Ad appena sedici anni riceve la parte nel crime drama di O’Connor Between the canals, un film che vorrebbe essere un incrocio tra Mean Streets e L’odio ma che non riesce a essere nessuno dei due. Non è un grande successo di critica ma è un enorme successo per Barry. Gli apre le porte della più prestigiosa scuola di recitazione dell’Irlanda, la Factory, fondata e diretta dal famoso regista Jim Sheridan (In America, Nel Nome del Padre). Barry è il solito ragazzino strano di sempre ma ora tutto è cambiato. Nell’ambiente della Factory la sua stranezza diventa originalità, fascino, personalità. Tutti pendono dalle sue labbra, sono avvinti dalla mimica facciale, dal neorealismo espressivo che trasuda da ogni poro. Sheridan si lascia scappare a mezza bocca, sussurrando, poche, significative parole. “Straordinario“.

La Factory in breve inizia a stare troppo stretta a Barry.

Prova il grande salto, quello che sentiva sussurrare da tutti nei corridoi, associato al suo nome: “Hollywood“. La prima parte che ottiene è immancabilmente quella di un ragazzino di strada irlandese nella pluripremiata serie Love/Hate. Qualcosa però va storto: in una scena, come da copione, uccide un gatto. Il pubblico non accoglie per nulla favorevolmente l’episodio. Ne scaturisce un vero e proprio caso. A distanza di due anni, in uno stadio gremito da oltre novantamila persone, qualcuno lo strattona e gli urla: “Hey, tu sei quello che ha sparato al gatto!“.

Gi Spiriti dell'Isola
Gli Spiriti dell’Isola (640×360)

Ma non c’è tempo per le polemiche, Barry ottiene una nuova, piccola parte in Dunkirk, ulteriore passo avanti nella sua carriera.

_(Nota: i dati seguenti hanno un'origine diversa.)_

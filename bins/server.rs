use dotenvy::dotenv;
use tracing::{error, info};
use uuid::Uuid;

fn init_logging() {
    // Load .env early so RUST_LOG takes effect.
    dotenv().ok();
    common::utils::logging::init_logging_default();
    info!(service = "server", event = "logger_init", "tracing subscriber initialized");
}

fn main() -> std::process::ExitCode {
    init_logging();

    let service_id = Uuid::new_v4();
    let pid = std::process::id();
    let version = env!("CARGO_PKG_VERSION");

    std::panic::set_hook(Box::new({
        let service_id = service_id;
        move |info| {
            error!(
                service = "server",
                event = "panic",
                %service_id,
                pid,
                message = %info,
                "unhandled panic occurred"
            );
        }
    }));

    // Thread count comes from config.toml when present.
    let worker_threads = match configs::AppConfig::load_and_validate() {
        Ok(cfg) => cfg.server.worker_threads,
        Err(_) => std::env::var("TOKIO_WORKER_THREADS").ok().and_then(|v| v.parse::<usize>().ok()),
    };

    let mut builder = tokio::runtime::Builder::new_multi_thread();
    builder.enable_all();
    if let Some(w) = worker_threads {
        builder.worker_threads(w);
    }
    let rt = match builder.build() {
        Ok(rt) => rt,
        Err(e) => {
            error!(service = "server", event = "runtime_build_failed", error = %e, "failed to build tokio runtime");
            return std::process::ExitCode::FAILURE;
        }
    };

    info!(
        service = "server",
        event = "start",
        %service_id,
        pid,
        version,
        threads = worker_threads.unwrap_or_default(),
        "demo server starting"
    );

    rt.block_on(async move {
        let server_task = tokio::spawn(async move {
            if let Err(e) = server::run().await {
                error!(service = "server", event = "run_failed", error = %e, "server::run returned error");
                return Err(e);
            }
            Ok(())
        });

        tokio::select! {
            res = server_task => match res {
                Ok(Ok(())) => {
                    info!(service = "server", event = "stop", %service_id, pid, "server stopped normally");
                    std::process::ExitCode::SUCCESS
                }
                Ok(Err(_)) => std::process::ExitCode::FAILURE,
                Err(e) => {
                    error!(service = "server", event = "task_join_error", error = %e, "server task join error");
                    std::process::ExitCode::FAILURE
                }
            },
            _ = tokio::signal::ctrl_c() => {
                info!(service = "server", event = "shutdown_signal", %service_id, pid, "received Ctrl+C, shutting down");
                std::process::ExitCode::SUCCESS
            }
        }
    })
}
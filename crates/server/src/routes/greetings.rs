use axum::extract::{Path, Query, State};
use axum::http::StatusCode;
use axum::Json;
use serde::Deserialize;
use tracing::{info, warn};

use crate::errors::ApiError;
use crate::state::ServerState;

pub const GREETER_NAMES: [&str; 3] = ["Ray", "Badhr", "Hanae"];
pub const HELLO_NAMES: [&str; 4] = ["josh", "ray", "jisha", "madhura"];

#[derive(Debug, Deserialize)]
pub struct NameParam {
    pub name: String,
}

pub async fn hello(Query(NameParam { name }): Query<NameParam>) -> String {
    info!("Hello {name}");
    format!("Hello {name}")
}

pub async fn salut(Path(name): Path<String>) -> String {
    info!("greeting {name}.");
    format!("bonjour {name}!")
}

/// Call our own `/salut/{name}` once per name and collect the replies,
/// exercising the tracing middleware across a request chain.
pub async fn greeter(State(state): State<ServerState>) -> Result<Json<Vec<String>>, ApiError> {
    let mut replies = Vec::with_capacity(GREETER_NAMES.len());
    for name in GREETER_NAMES {
        let url = format!("{}/salut/{name}", state.self_base_url);
        let resp = state.http.get(&url).send().await?.error_for_status()?;
        replies.push(resp.text().await?);
    }
    Ok(Json(replies))
}

/// Fire-and-forget loopback `/hello` calls; failures are logged only.
pub async fn all(State(state): State<ServerState>) -> StatusCode {
    info!("Hello to all!");
    for name in HELLO_NAMES {
        let url = format!("{}/hello?name={name}", state.self_base_url);
        if let Err(e) = state.http.get(&url).send().await.and_then(|r| r.error_for_status()) {
            warn!(error = %e, %name, "hello call failed");
        }
    }
    StatusCode::OK
}
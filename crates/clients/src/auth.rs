//! Ambient credentials.
//!
//! The services authenticate with a pre-issued OAuth bearer token supplied
//! by the environment. No token is fine: emulators and test servers take
//! no credentials.

use std::env;

pub const ACCESS_TOKEN_ENV: &str = "GCP_ACCESS_TOKEN";

pub fn bearer_token() -> Option<String> {
    env::var(ACCESS_TOKEN_ENV).ok().filter(|t| !t.trim().is_empty())
}

/// Attach the bearer token to a request when one is configured.
pub(crate) fn authorize(
    req: reqwest::RequestBuilder,
    token: &Option<String>,
) -> reqwest::RequestBuilder {
    match token {
        Some(token) => req.bearer_auth(token),
        None => req,
    }
}
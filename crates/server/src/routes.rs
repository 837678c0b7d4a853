pub mod analyze;
pub mod greetings;
pub mod publish;

use axum::extract::DefaultBodyLimit;
use axum::http::StatusCode;
use axum::routing::{get, post};
use axum::{Json, Router};
use tower_http::cors::CorsLayer;
use tower_http::trace::{
    DefaultMakeSpan, DefaultOnFailure, DefaultOnRequest, DefaultOnResponse, TraceLayer,
};
use tracing::Level;

use common::types::Health;

use crate::observability;
use crate::state::{DynAnnotator, ServerState};

// Uploaded images can exceed axum's 2 MB default body limit.
const MAX_UPLOAD_BYTES: usize = 16 * 1024 * 1024;

pub async fn health() -> Json<Health> {
    Json(Health { status: "ok" })
}

async fn metrics() -> (StatusCode, String) {
    observability::encode_metrics()
}

fn trace_layer() -> TraceLayer<tower_http::classify::SharedClassifier<tower_http::classify::ServerErrorsAsFailures>>
{
    TraceLayer::new_for_http()
        .make_span_with(DefaultMakeSpan::new().level(Level::INFO).include_headers(false))
        .on_request(DefaultOnRequest::new().level(Level::INFO))
        .on_response(DefaultOnResponse::new().level(Level::INFO).include_headers(false))
        .on_failure(DefaultOnFailure::new().level(Level::ERROR))
}

/// Build the full demo application router.
pub fn build_router(state: ServerState, cors: CorsLayer) -> Router {
    Router::new()
        .route("/health", get(health))
        .route("/metrics", get(metrics))
        .route("/analyze", post(analyze::analyze))
        .route("/publish", get(publish::publish))
        .route("/greeter", get(greetings::greeter))
        .route("/salut/:name", get(greetings::salut))
        .route("/hello", get(greetings::hello))
        .route("/all", get(greetings::all))
        .layer(DefaultBodyLimit::max(MAX_UPLOAD_BYTES))
        .with_state(state)
        .layer(cors)
        .layer(trace_layer())
}

/// Router for the standalone image-analysis service: upload and health
/// only, sharing the analyze handler with the full application.
pub fn build_vision_router(annotator: DynAnnotator) -> Router {
    Router::new()
        .route("/health", get(health))
        .route("/analyze", post(analyze::analyze))
        .layer(DefaultBodyLimit::max(MAX_UPLOAD_BYTES))
        .with_state(annotator)
        .layer(trace_layer())
}
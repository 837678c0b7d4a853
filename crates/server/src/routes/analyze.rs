use axum::extract::{Multipart, State};
use tracing::info;

use clients::vision::AnnotateImageResponse;

use crate::errors::ApiError;
use crate::observability;
use crate::state::DynAnnotator;

/// Accept an uploaded image and forward it to label detection. The reply
/// is the provider's annotations rendered one label per line.
pub async fn analyze(
    State(annotator): State<DynAnnotator>,
    mut multipart: Multipart,
) -> Result<String, ApiError> {
    let (filename, data) = extract_image(&mut multipart).await?;
    info!(filename = %filename, size = data.len(), "analyzing uploaded image");

    let reply = {
        let _timer = observability::ANNOTATE_DURATION.start_timer();
        annotator.annotate_labels(&data).await?
    };
    observability::ANNOTATE_REQUESTS_TOTAL.inc();
    Ok(render_labels(&reply))
}

async fn extract_image(multipart: &mut Multipart) -> Result<(String, Vec<u8>), ApiError> {
    while let Some(field) = multipart
        .next_field()
        .await
        .map_err(|e| ApiError::bad_request(format!("malformed multipart form: {e}")))?
    {
        if field.name() == Some("image") {
            let filename = field.file_name().unwrap_or("upload").to_string();
            let data = field
                .bytes()
                .await
                .map_err(|e| ApiError::bad_request(format!("failed to read image field: {e}")))?;
            return Ok((filename, data.to_vec()));
        }
    }
    Err(ApiError::bad_request("expected an 'image' field in the multipart form"))
}

fn render_labels(reply: &AnnotateImageResponse) -> String {
    reply
        .label_annotations
        .iter()
        .map(|label| format!("{} (score {:.3})", label.description, label.score))
        .collect::<Vec<_>>()
        .join("\n")
}

#[cfg(test)]
mod tests {
    use super::*;
    use clients::vision::LabelAnnotation;

    #[test]
    fn labels_render_one_per_line() {
        let reply = AnnotateImageResponse {
            label_annotations: vec![
                LabelAnnotation {
                    mid: "/m/01yrx".into(),
                    description: "Cat".into(),
                    score: 0.987,
                    topicality: 0.98,
                },
                LabelAnnotation {
                    mid: String::new(),
                    description: "Whiskers".into(),
                    score: 0.91,
                    topicality: 0.9,
                },
            ],
            error: None,
        };
        let text = render_labels(&reply);
        assert_eq!(text, "Cat (score 0.987)\nWhiskers (score 0.910)");
    }

    #[test]
    fn no_labels_renders_empty() {
        let reply = AnnotateImageResponse::default();
        assert_eq!(render_labels(&reply), "");
    }
}
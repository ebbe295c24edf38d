use std::collections::HashMap;

use super::filter::{Filters, Query};
use super::model::{
    ApproachId, ApproachRecord, CloseApproach, DataError, NearEarthObject, NeoId, NeoRecord,
};

// ---------------------------------------------------------------------------
// NeoDatabase – linked, read-only view of objects and their approaches
// ---------------------------------------------------------------------------

/// Objects and close approaches linked in both directions.
///
/// Built once from raw rows and never mutated afterwards, so a shared
/// reference can be queried from any number of threads at the same time.
/// Approaches are held in one chronological sequence; every object's
/// `approaches` list points into it and is therefore sorted as well.
#[derive(Debug, Clone, Default)]
pub struct NeoDatabase {
    neos: Vec<NearEarthObject>,
    /// Stable-sorted by time.
    approaches: Vec<CloseApproach>,
    /// Lowercased designation → object.
    by_designation: HashMap<String, NeoId>,
    /// Lowercased name → object. Only named objects appear here.
    by_name: HashMap<String, NeoId>,
}

impl NeoDatabase {
    /// Coerce and link raw rows. The first malformed row aborts the build.
    pub fn from_records(
        neo_rows: &[NeoRecord],
        approach_rows: &[ApproachRecord],
    ) -> Result<Self, DataError> {
        let neos = neo_rows
            .iter()
            .enumerate()
            .map(|(row, rec)| NearEarthObject::from_record(rec, row))
            .collect::<Result<Vec<_>, _>>()?;
        let approaches = approach_rows
            .iter()
            .enumerate()
            .map(|(row, rec)| CloseApproach::from_record(rec, row))
            .collect::<Result<Vec<_>, _>>()?;
        Self::new(neos, approaches)
    }

    /// Link already-typed entities. Any pre-existing links on the inputs are discarded.
    pub fn new(
        neos: Vec<NearEarthObject>,
        mut approaches: Vec<CloseApproach>,
    ) -> Result<Self, DataError> {
        let mut db = NeoDatabase {
            neos: Vec::with_capacity(neos.len()),
            approaches: Vec::new(),
            by_designation: HashMap::with_capacity(neos.len()),
            by_name: HashMap::new(),
        };

        for (row, mut neo) in neos.into_iter().enumerate() {
            if neo.designation.trim().is_empty() {
                return Err(DataError::MissingDesignation { row });
            }
            if db.by_designation.contains_key(&designation_key(&neo.designation)) {
                return Err(DataError::DuplicateDesignation(neo.designation));
            }
            neo.approaches.clear();
            db.insert(neo);
        }

        // Stable: equal times keep ingestion order, both globally and per object.
        approaches.sort_by_key(|a| a.time);

        let loaded = db.neos.len();
        for (idx, mut approach) in approaches.into_iter().enumerate() {
            let existing = db
                .by_designation
                .get(&designation_key(&approach.designation))
                .copied();
            let owner = match existing {
                Some(id) => id,
                None => db.insert(NearEarthObject::placeholder(approach.designation.as_str())),
            };
            approach.neo = owner;
            db.neos[owner.0].approaches.push(ApproachId(idx));
            db.approaches.push(approach);
        }

        let placeholders = db.neos.len() - loaded;
        if placeholders > 0 {
            log::info!("Created {placeholders} placeholder NEOs for unmatched approaches");
        }
        log::debug!(
            "Linked {} NEOs and {} close approaches",
            db.neos.len(),
            db.approaches.len()
        );

        Ok(db)
    }

    fn insert(&mut self, neo: NearEarthObject) -> NeoId {
        let id = NeoId(self.neos.len());
        self.by_designation.insert(designation_key(&neo.designation), id);
        if let Some(name) = &neo.name {
            if let Some(prev) = self.by_name.insert(name.to_lowercase(), id) {
                log::debug!(
                    "Name '{name}' shared by {} and {}; keeping the latter",
                    self.neos[prev.0].designation,
                    neo.designation
                );
            }
        }
        self.neos.push(neo);
        id
    }

    // -- Lookups --

    /// Case-insensitive match on the primary designation (input is trimmed).
    pub fn get_neo_by_designation(&self, designation: &str) -> Option<&NearEarthObject> {
        self.by_designation
            .get(&designation_key(designation))
            .map(|&id| &self.neos[id.0])
    }

    /// Case-insensitive match on the IAU name. Empty input never matches.
    pub fn get_neo_by_name(&self, name: &str) -> Option<&NearEarthObject> {
        let key = name.trim();
        if key.is_empty() {
            return None;
        }
        self.by_name
            .get(&key.to_lowercase())
            .map(|&id| &self.neos[id.0])
    }

    /// Stream the close approaches that satisfy every criterion in `filters`,
    /// earliest first.
    pub fn query(&self, filters: &Filters) -> Query<'_> {
        Query::new(self, filters)
    }

    // -- Navigation --

    /// Resolve an object handle.
    ///
    /// # Panics
    /// If `id` was produced by a different dataset and is out of range.
    pub fn neo(&self, id: NeoId) -> &NearEarthObject {
        &self.neos[id.0]
    }

    /// The object that made `approach`.
    pub fn neo_of(&self, approach: &CloseApproach) -> &NearEarthObject {
        self.neo(approach.neo)
    }

    pub fn approach(&self, id: ApproachId) -> &CloseApproach {
        &self.approaches[id.0]
    }

    /// Approaches of `neo`, earliest first.
    pub fn approaches_of<'a>(
        &'a self,
        neo: &'a NearEarthObject,
    ) -> impl Iterator<Item = &'a CloseApproach> + 'a {
        neo.approaches.iter().map(move |&id| self.approach(id))
    }

    pub fn neos(&self) -> &[NearEarthObject] {
        &self.neos
    }

    /// Every approach in chronological order.
    pub fn approaches(&self) -> &[CloseApproach] {
        &self.approaches
    }

    pub fn len_neos(&self) -> usize {
        self.neos.len()
    }

    pub fn len_approaches(&self) -> usize {
        self.approaches.len()
    }
}

fn designation_key(designation: &str) -> String {
    designation.trim().to_lowercase()
}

La svolta vera e propria avviene però grazie al genio senza tempo di Yorgos Lanthimos che fa di lui il perfetto co-protagonista del dramma sociale Il sacrificio del cervo sacro. Keoghan è impeccabile: glaciale, folle, iconico, inquietante. È tutto quello che gli chiede di essere Lanthimos. È tutto quello che è ed è sempre stato Barry Keoghan. È un successo clamoroso. Le grandi testate iniziano a interessarsi a lui, si spendono parole importanti: “La prossima stella di Hollywood“, “Un attore da vedere e rivedere“, “Superbo“.

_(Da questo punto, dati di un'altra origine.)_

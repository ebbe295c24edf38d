/// Data layer: raw records, the linked dataset, loading, and querying.
///
/// Architecture:
/// ```text
///  neos.csv          cad.json
///     │                 │
///     ▼                 ▼
///   ┌──────────────────────┐
///   │        loader        │  parse files → NeoRecord / ApproachRecord rows
///   └──────────────────────┘
///              │
///              ▼
///   ┌──────────────────────┐
///   │     NeoDatabase      │  NEOs ⇄ approaches, designation/name indices,
///   └──────────────────────┘  one chronological approach sequence
///              │
///              ▼
///   ┌──────────────────────┐
///   │        filter        │  Filters → predicates → lazy Query stream
///   └──────────────────────┘
/// ```

pub mod database;
pub mod filter;
pub mod loader;
pub mod model;

pub use database::NeoDatabase;
pub use filter::{Filters, Query};
pub use model::{CloseApproach, DataError, NearEarthObject};
//! Presenting query results: console lines and CSV/JSON result files.

use std::fmt;
use std::fs::File;
use std::io::{BufWriter, Write};
use std::path::Path;

use anyhow::{bail, Context, Result};
use serde::Serialize;

use crate::data::{CloseApproach, NearEarthObject, NeoDatabase};

// ---------------------------------------------------------------------------
// Console
// ---------------------------------------------------------------------------

/// An approach together with the object that made it, for display.
pub struct ApproachLine<'a> {
    pub approach: &'a CloseApproach,
    pub neo: &'a NearEarthObject,
}

impl<'a> ApproachLine<'a> {
    pub fn new(db: &'a NeoDatabase, approach: &'a CloseApproach) -> Self {
        Self {
            approach,
            neo: db.neo_of(approach),
        }
    }
}

impl fmt::Display for ApproachLine<'_> {
    fn fmt(&self, f: &mut fmt::Formatter<'_>) -> fmt::Result {
        write!(
            f,
            "On {}, '{}' approaches Earth at a distance of {:.2} au and a velocity of {:.2} km/s.",
            self.approach.time_str(),
            self.neo.full_name(),
            self.approach.distance,
            self.approach.velocity
        )
    }
}

/// Print results to stdout. Returns how many were printed.
pub fn print_results<'a>(
    db: &'a NeoDatabase,
    results: impl IntoIterator<Item = &'a CloseApproach>,
) -> usize {
    let mut count = 0;
    for approach in results {
        println!("{}", ApproachLine::new(db, approach));
        count += 1;
    }
    if count == 0 {
        println!("No matching close approaches.");
    }
    count
}

// ---------------------------------------------------------------------------
// Files
// ---------------------------------------------------------------------------

#[derive(Serialize)]
struct CsvRow<'a> {
    datetime_utc: String,
    distance_au: f64,
    velocity_km_s: f64,
    designation: &'a str,
    name: &'a str,
    diameter_km: Option<f64>,
    potentially_hazardous: bool,
}

#[derive(Serialize)]
struct JsonNeo<'a> {
    designation: &'a str,
    name: &'a str,
    diameter_km: Option<f64>,
    potentially_hazardous: bool,
}

#[derive(Serialize)]
struct JsonApproach<'a> {
    datetime_utc: String,
    distance_au: f64,
    velocity_km_s: f64,
    neo: JsonNeo<'a>,
}

/// Write results to `path`, picking the format from its extension.
pub fn write_results<'a>(
    db: &'a NeoDatabase,
    results: impl IntoIterator<Item = &'a CloseApproach>,
    path: &Path,
) -> Result<usize> {
    let ext = path
        .extension()
        .and_then(|e| e.to_str())
        .unwrap_or("")
        .to_ascii_lowercase();

    let written = match ext.as_str() {
        "csv" => write_to_csv(db, results, path)?,
        "json" => write_to_json(db, results, path)?,
        other => bail!("Unsupported output file extension: .{other}"),
    };
    log::info!("Wrote {written} close approaches to {}", path.display());
    Ok(written)
}

/// One row per approach; unknown name and diameter are left empty.
pub fn write_to_csv<'a>(
    db: &'a NeoDatabase,
    results: impl IntoIterator<Item = &'a CloseApproach>,
    path: &Path,
) -> Result<usize> {
    let mut writer = csv::Writer::from_path(path)
        .with_context(|| format!("creating {}", path.display()))?;

    let mut count = 0;
    for approach in results {
        let neo = db.neo_of(approach);
        writer
            .serialize(CsvRow {
                datetime_utc: approach.time_str(),
                distance_au: approach.distance,
                velocity_km_s: approach.velocity,
                designation: &neo.designation,
                name: neo.name.as_deref().unwrap_or(""),
                diameter_km: neo.diameter,
                potentially_hazardous: neo.hazardous,
            })
            .with_context(|| format!("writing CSV row {count}"))?;
        count += 1;
    }

    // The header comes from the first serialized row; keep it for empty results too.
    if count == 0 {
        writer.write_record([
            "datetime_utc",
            "distance_au",
            "velocity_km_s",
            "designation",
            "name",
            "diameter_km",
            "potentially_hazardous",
        ])?;
    }
    writer.flush().context("flushing CSV output")?;
    Ok(count)
}

/// A JSON array of approaches, each with its object nested under `neo`.
/// Unknown diameters become `null`.
pub fn write_to_json<'a>(
    db: &'a NeoDatabase,
    results: impl IntoIterator<Item = &'a CloseApproach>,
    path: &Path,
) -> Result<usize> {
    let rows: Vec<JsonApproach<'_>> = results
        .into_iter()
        .map(|approach| {
            let neo = db.neo_of(approach);
            JsonApproach {
                datetime_utc: approach.time_str(),
                distance_au: approach.distance,
                velocity_km_s: approach.velocity,
                neo: JsonNeo {
                    designation: &neo.designation,
                    name: neo.name.as_deref().unwrap_or(""),
                    diameter_km: neo.diameter,
                    potentially_hazardous: neo.hazardous,
                },
            }
        })
        .collect();

    let file = File::create(path).with_context(|| format!("creating {}", path.display()))?;
    let mut out = BufWriter::new(file);
    serde_json::to_writer_pretty(&mut out, &rows).context("writing JSON output")?;
    out.flush().context("flushing JSON output")?;
    Ok(rows.len())
}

Il resto è storia. Ancora al fianco di Colin Farrell negli Spiriti dell’Isola, film ermetico ma bellissimo, incentrato su un’amicizia interrotta. Lui, Barry Keoghan, di nuovo iconico e fascinoso nel suo esser ingenuo e infantile giullare della pellicola. Ormai l’Academy non può più ignorarlo. Riceve la prima candidatura agli Oscar, l’ultimo e insieme primo passo di una carriera che lo aspetta a braccia aperte. Quello strambo ragazzino anziano che ciondolava sul duro asfalto e seminava inquietudine è diventato un trentenne famoso in tutto il mondo. Anche se continua a far paura, inquietante e inquieto com’è sempre stato: Barry Keoghan, folle irlandese dagli occhi incendiati di ghiaccio.